Look through the lines below for the word "VecDeque", and copy every line that has it.

• • •

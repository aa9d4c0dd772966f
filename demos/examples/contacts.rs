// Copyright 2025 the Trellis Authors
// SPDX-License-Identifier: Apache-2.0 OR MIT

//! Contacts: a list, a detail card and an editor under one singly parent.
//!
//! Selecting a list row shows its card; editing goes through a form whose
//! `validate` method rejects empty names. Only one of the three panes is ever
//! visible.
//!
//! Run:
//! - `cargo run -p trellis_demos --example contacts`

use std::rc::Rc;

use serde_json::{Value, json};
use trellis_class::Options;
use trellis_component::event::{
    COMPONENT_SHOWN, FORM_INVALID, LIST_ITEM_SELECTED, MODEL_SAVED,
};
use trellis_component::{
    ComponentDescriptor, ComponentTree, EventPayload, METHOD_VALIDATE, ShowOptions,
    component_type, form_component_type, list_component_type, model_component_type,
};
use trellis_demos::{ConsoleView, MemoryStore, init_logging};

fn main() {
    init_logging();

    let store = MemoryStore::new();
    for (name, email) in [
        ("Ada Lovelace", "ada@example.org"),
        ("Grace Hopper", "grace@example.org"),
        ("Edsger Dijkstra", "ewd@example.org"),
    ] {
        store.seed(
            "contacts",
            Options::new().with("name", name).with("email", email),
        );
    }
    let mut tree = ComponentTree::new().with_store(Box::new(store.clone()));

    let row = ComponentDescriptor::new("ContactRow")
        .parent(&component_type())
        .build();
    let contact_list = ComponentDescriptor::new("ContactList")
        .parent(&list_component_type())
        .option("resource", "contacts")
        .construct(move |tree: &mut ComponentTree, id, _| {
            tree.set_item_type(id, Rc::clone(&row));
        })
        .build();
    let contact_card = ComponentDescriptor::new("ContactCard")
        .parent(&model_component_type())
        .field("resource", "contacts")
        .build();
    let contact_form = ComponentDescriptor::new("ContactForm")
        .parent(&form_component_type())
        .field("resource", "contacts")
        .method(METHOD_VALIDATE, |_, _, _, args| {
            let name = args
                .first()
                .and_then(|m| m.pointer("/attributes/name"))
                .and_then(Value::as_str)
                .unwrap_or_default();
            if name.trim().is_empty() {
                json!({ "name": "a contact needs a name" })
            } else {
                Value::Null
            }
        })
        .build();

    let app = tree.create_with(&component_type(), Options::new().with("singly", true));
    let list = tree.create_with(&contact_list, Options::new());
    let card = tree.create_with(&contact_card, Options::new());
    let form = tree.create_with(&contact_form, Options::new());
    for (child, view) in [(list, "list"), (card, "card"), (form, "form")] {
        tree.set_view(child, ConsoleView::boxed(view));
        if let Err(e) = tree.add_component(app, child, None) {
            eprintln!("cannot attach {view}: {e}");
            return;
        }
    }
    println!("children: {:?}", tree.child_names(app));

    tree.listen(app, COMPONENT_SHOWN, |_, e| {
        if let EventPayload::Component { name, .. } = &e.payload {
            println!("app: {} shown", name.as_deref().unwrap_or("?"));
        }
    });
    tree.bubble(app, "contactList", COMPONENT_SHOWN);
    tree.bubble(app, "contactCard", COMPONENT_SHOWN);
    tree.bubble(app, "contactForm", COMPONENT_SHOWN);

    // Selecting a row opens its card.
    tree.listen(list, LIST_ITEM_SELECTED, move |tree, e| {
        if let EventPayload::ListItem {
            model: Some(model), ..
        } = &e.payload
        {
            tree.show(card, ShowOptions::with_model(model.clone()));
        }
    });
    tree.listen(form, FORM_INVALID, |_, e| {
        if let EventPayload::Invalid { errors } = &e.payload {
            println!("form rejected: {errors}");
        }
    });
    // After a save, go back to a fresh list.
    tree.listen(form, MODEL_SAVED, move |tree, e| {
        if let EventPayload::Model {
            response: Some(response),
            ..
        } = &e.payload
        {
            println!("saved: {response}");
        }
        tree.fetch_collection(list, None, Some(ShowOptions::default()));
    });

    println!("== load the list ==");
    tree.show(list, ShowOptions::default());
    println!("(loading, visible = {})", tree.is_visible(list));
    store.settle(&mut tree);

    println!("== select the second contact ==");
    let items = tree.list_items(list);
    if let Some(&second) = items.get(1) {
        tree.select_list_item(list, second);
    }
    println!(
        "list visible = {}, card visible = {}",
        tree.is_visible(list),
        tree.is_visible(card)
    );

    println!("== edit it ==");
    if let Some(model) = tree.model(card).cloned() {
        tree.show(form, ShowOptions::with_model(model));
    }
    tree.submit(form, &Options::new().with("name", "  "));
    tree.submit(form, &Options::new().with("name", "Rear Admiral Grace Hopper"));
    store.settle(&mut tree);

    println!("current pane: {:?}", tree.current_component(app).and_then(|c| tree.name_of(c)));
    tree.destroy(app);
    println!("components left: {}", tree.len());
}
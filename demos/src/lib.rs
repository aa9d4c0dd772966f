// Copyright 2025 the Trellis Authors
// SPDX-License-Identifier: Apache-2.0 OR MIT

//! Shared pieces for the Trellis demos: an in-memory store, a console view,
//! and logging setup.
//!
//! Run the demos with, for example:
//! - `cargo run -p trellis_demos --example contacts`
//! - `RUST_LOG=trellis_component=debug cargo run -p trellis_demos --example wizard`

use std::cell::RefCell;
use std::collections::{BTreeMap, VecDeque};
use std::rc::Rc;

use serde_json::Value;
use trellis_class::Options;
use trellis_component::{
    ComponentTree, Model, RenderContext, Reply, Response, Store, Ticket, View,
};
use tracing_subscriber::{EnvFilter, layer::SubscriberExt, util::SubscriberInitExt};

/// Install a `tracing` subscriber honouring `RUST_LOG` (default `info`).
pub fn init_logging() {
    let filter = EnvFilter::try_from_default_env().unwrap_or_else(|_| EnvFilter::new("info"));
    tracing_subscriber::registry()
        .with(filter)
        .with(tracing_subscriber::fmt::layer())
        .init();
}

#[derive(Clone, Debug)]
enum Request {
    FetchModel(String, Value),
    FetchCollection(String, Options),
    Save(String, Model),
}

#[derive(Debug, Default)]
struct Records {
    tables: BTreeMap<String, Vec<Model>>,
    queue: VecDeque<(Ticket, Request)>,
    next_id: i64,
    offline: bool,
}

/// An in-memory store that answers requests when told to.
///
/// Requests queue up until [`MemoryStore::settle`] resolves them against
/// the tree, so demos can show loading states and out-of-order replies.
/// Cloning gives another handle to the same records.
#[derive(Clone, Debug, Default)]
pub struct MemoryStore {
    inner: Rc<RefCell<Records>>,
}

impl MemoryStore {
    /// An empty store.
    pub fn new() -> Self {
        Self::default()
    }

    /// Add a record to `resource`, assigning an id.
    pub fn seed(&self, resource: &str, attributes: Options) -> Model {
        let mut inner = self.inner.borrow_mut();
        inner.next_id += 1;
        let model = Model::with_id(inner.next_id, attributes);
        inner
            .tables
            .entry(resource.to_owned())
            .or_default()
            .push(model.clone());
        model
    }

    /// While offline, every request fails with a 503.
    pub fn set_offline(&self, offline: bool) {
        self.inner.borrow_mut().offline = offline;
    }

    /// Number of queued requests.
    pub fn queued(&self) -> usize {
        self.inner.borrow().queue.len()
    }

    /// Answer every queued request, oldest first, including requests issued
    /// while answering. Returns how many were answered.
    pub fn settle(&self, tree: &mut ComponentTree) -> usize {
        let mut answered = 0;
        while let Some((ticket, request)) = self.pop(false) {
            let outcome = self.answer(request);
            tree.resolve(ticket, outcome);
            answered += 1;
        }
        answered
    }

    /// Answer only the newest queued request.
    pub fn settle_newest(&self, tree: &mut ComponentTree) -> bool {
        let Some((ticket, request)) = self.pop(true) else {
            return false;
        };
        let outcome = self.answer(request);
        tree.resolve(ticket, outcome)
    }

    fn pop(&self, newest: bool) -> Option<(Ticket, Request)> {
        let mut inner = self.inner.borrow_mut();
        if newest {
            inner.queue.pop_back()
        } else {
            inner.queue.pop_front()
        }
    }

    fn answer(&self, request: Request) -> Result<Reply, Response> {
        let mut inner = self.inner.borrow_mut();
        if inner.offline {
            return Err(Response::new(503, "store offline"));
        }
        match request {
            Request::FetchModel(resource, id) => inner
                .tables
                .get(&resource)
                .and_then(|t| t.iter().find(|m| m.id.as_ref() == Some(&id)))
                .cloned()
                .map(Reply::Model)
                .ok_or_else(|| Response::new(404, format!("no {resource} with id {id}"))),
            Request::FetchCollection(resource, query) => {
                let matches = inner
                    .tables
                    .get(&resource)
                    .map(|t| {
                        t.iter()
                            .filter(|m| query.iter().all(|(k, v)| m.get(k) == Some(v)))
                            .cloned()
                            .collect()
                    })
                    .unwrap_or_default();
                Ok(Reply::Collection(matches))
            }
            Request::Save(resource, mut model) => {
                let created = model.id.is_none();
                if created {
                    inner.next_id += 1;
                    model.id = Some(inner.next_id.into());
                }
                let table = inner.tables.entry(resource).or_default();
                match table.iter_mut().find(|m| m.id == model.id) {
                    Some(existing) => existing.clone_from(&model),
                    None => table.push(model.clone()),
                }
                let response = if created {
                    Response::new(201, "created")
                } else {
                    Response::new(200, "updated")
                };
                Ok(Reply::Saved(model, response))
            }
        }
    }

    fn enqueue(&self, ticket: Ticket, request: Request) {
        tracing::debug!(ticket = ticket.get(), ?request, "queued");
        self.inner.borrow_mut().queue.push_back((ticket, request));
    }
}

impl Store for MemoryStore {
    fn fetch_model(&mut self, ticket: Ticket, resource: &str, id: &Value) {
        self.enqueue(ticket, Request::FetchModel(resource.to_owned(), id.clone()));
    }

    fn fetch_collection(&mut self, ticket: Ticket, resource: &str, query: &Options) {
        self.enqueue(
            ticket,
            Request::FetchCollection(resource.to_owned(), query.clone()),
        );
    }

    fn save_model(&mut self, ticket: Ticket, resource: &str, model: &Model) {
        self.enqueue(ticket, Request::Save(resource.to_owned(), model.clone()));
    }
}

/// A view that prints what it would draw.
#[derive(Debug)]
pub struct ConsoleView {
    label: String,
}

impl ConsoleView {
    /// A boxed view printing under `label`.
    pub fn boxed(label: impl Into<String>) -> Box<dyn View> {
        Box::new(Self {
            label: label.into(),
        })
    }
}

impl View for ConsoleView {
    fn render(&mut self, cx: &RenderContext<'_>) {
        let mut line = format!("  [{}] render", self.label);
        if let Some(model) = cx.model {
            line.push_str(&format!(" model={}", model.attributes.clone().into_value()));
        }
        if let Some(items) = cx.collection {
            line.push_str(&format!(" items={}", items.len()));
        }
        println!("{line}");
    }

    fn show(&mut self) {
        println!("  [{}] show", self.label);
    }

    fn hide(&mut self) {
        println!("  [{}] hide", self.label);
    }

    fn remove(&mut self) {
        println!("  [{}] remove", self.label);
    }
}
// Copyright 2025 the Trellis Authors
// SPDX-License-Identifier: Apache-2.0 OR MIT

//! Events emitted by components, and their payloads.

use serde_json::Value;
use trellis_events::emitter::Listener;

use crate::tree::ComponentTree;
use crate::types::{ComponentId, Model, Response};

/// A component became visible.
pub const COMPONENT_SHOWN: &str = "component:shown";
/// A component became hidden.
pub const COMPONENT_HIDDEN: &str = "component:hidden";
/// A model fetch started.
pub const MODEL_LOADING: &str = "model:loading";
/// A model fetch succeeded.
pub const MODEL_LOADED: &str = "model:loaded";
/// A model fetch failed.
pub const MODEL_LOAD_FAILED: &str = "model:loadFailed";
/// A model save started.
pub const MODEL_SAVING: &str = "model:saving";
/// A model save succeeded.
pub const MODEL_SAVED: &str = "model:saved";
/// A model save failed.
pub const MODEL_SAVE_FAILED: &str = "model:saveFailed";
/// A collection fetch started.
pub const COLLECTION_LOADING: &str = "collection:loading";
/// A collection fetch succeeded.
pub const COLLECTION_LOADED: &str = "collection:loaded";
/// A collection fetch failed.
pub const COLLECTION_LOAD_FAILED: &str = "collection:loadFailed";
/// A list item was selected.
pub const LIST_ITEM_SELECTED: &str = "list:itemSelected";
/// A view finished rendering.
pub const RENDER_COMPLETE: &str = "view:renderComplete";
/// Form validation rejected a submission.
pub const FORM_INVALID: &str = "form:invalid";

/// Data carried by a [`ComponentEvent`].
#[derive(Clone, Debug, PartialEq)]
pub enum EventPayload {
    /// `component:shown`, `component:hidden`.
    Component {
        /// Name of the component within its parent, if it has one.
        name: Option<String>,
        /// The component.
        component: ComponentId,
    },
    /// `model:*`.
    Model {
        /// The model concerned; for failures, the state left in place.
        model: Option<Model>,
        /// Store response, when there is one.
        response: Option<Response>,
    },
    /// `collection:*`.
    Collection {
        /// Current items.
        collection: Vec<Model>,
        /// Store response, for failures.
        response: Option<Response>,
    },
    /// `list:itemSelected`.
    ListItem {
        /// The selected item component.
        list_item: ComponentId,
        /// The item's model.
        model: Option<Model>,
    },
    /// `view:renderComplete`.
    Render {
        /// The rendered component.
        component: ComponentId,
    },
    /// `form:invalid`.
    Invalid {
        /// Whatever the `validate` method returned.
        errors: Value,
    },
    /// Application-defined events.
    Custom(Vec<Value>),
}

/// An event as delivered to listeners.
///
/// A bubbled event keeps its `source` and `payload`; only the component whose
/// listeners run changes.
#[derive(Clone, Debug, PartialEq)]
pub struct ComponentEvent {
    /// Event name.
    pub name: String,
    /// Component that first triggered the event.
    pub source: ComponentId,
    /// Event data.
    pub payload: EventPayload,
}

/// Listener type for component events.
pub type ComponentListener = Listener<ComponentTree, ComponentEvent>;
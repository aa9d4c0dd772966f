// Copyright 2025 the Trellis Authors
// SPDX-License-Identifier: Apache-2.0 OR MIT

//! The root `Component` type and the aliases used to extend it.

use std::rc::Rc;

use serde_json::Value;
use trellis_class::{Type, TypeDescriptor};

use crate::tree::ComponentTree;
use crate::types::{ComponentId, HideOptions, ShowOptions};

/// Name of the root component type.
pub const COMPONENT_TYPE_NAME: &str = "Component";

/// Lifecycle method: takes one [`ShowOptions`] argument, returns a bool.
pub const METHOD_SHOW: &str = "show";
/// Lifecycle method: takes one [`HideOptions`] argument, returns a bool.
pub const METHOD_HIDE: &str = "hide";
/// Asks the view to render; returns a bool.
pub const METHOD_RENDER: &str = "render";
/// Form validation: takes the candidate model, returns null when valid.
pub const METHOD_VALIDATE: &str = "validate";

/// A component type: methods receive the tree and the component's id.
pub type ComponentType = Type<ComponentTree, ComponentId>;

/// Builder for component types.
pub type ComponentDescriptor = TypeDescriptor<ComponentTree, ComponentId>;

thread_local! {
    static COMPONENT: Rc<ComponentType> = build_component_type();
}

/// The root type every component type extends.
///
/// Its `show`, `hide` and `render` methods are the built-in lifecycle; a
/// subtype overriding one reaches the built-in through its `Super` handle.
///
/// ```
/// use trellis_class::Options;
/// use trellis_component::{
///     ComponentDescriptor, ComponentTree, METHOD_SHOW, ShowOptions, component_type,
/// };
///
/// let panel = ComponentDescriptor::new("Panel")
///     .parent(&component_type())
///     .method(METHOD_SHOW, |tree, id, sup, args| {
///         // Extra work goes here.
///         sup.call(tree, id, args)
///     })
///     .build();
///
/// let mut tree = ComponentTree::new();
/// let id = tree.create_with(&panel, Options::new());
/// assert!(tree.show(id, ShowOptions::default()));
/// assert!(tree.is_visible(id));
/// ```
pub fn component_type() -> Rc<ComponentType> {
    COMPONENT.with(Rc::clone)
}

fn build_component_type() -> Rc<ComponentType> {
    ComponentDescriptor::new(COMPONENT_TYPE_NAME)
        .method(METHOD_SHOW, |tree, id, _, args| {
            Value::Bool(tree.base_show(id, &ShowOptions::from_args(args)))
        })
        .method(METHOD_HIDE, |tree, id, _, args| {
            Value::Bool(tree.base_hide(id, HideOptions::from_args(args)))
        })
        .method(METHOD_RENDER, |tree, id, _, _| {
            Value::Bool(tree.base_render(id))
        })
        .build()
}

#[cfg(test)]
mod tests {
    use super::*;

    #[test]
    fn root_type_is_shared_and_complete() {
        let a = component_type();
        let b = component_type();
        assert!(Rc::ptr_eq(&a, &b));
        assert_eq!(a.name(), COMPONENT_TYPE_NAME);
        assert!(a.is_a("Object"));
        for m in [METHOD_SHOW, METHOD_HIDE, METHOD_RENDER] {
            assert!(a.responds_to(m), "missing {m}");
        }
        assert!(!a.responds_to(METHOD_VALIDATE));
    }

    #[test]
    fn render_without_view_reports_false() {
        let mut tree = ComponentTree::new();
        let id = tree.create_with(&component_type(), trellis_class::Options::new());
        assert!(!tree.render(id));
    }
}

• • •

■ ANSWER FOR THIS EXERCISE
use std::collections::{BTreeMap, VecDeque};
    queue: VecDeque<(Ticket, Request)>,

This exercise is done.